10 October 2025
Europe/Berlin timezone

BlueMat: Water-Driven Materials

10 Oct 2025, 15:00
15m
Speaker MIN Materials of the Future MIN Materials

Speaker

Patrick Huber (TUHH/ DESY)

Description

Biological materials achieve an exquisite diversity and functionality through just a small number of abundant chemical elements. While engineering materials primarily use specific, often unsustainable, chemical compositions to realize their functions, nature achieves unparalleled functionality through optimized architectures that span multiple length scales. Water, with its ubiquity and unique structural dynamics, plays a pivotal role as a “working fluid” in shaping the properties and functionality of nature’s materials. Inspired by these marvels of nature, BlueMat will develop a novel class of sustainable, interactive, architected “Blue Materials” deriving their functionality from multiscale structures of hard matter interacting with water. This approach is internationally unique. We will mimic natural processes such as water-driven mechanical actuation, capillarity-driven water transport, humidity-dependent colors, and photocatalytic water splitting, as observed in animals and plants, and extend them to functionalities not found in nature, such as control of acoustic and electromagnetic waves, tunable thermal emission and electrical energy storage and generation.
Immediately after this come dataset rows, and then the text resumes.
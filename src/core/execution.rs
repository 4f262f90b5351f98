//! # Test Execution Module / 测试执行模块
//!
//! The run loop: check that the fixtures directory exists, then feed each
//! fixture to the program under the checker, one at a time, printing a report
//! line as soon as each invocation finishes.
//!
//! 运行循环：先确认测试输入目录存在，然后逐个把测试输入交给
//! 检查器下的程序，每次调用结束后立即输出一行报告。

use anyhow::Result;
use std::fs::File;
use std::time::{Duration, Instant};
use tokio_util::sync::CancellationToken;

use crate::{
    core::{
        config::RunnerConfig,
        discovery::discover_fixtures,
        models::{FailureReason, Fixture, FixtureOutcome, RunSummary},
    },
    infra::{
        command::{self, Invocation},
        fs,
    },
    reporting::console,
};

/// Runs the checker against every fixture in `config.fixtures_dir`.
///
/// A missing fixtures directory prints one diagnostic line and returns an
/// empty summary with `missing_fixtures_dir` set. Otherwise each regular file
/// gets exactly one report line. Fixtures run strictly in sequence; `cancel`
/// kills the in-flight invocation and stops the loop.
pub async fn run_all(config: &RunnerConfig, cancel: &CancellationToken) -> Result<RunSummary> {
    let fixtures_dir = &config.fixtures_dir;
    if !fs::is_directory(fixtures_dir) {
        console::print_missing_fixtures_dir(fixtures_dir);
        return Ok(RunSummary {
            missing_fixtures_dir: true,
            ..RunSummary::default()
        });
    }

    let checker = config.checker_argv()?;
    let program = config.program_argv()?;
    let timeout = config.timeout();

    console::print_banner();

    let fixtures = discover_fixtures(fixtures_dir)?;
    tracing::debug!(count = fixtures.len(), dir = %fixtures_dir.display(), "discovered fixtures");

    let mut summary = RunSummary::default();
    for fixture in fixtures {
        if cancel.is_cancelled() {
            summary.interrupted = true;
            break;
        }

        match check_fixture(fixture, &checker, &program, timeout, cancel).await {
            Some(outcome) => {
                console::print_outcome(&outcome);
                summary.outcomes.push(outcome);
            }
            None => {
                summary.interrupted = true;
                break;
            }
        }
    }

    Ok(summary)
}

/// Runs the checker once with `fixture` on stdin and classifies the result.
///
/// Returns `None` only when the run was cancelled mid-invocation.
pub async fn check_fixture(
    fixture: Fixture,
    checker: &[String],
    program: &[String],
    timeout: Option<Duration>,
    cancel: &CancellationToken,
) -> Option<FixtureOutcome> {
    let start_time = Instant::now();

    let stdin = match File::open(&fixture.path) {
        Ok(file) => file,
        Err(e) => {
            tracing::warn!(fixture = %fixture.name, error = %e, "failed to open fixture");
            return Some(FixtureOutcome::Failed {
                fixture,
                reason: FailureReason::LaunchFailed {
                    message: e.to_string(),
                },
                duration: start_time.elapsed(),
            });
        }
    };

    tracing::debug!(fixture = %fixture.name, ?checker, ?program, "invoking checker");
    let invocation = match command::build_checker_command(checker, program, stdin) {
        Ok(cmd) => command::run_to_completion(cmd, timeout, cancel).await,
        Err(e) => Invocation::Failed(e),
    };
    let duration = start_time.elapsed();

    let reason = match invocation {
        Invocation::Exited(status) if status.success() => {
            tracing::debug!(fixture = %fixture.name, ?duration, "checker reported clean run");
            return Some(FixtureOutcome::Passed { fixture, duration });
        }
        Invocation::Exited(status) => FailureReason::NonZeroExit {
            code: status.code(),
        },
        Invocation::Failed(e) => {
            tracing::warn!(fixture = %fixture.name, error = %e, ?checker, "failed to launch checker");
            FailureReason::LaunchFailed {
                message: e.to_string(),
            }
        }
        Invocation::TimedOut(limit) => FailureReason::Timeout {
            secs: limit.as_secs(),
        },
        Invocation::Cancelled => return None,
    };

    tracing::debug!(fixture = %fixture.name, %reason, ?duration, "checker reported failure");
    Some(FixtureOutcome::Failed {
        fixture,
        reason,
        duration,
    })
}
//! # Commands Module / 命令模块
//!
//! Implementations of the CLI entry points: the default fixture run and the
//! `init` configuration wizard.
//!
//! CLI 入口的实现：默认的测试输入运行，以及 `init` 配置向导。

pub mod init;
pub mod run;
To this end, we will study and exploit novel effects, achieved, for example, through nanoconfinement of water. We will combine experiments with imaging and modeling from the atomic up to the device scale and bridge the gap between top-down and bottom-up fabrication methods to enable scalable production of Blue Materials. BlueMat raises and answers compelling and fundamentally new scientific questions. It promises a radically new concept to functionalize materials, and it will demonstrate the fascinating opportunities of this approach by a host of device-level applications. These include novel energy efficient windows and hydrovoltaic power generation, harvesting electrical energy from environmental processes or waste heat.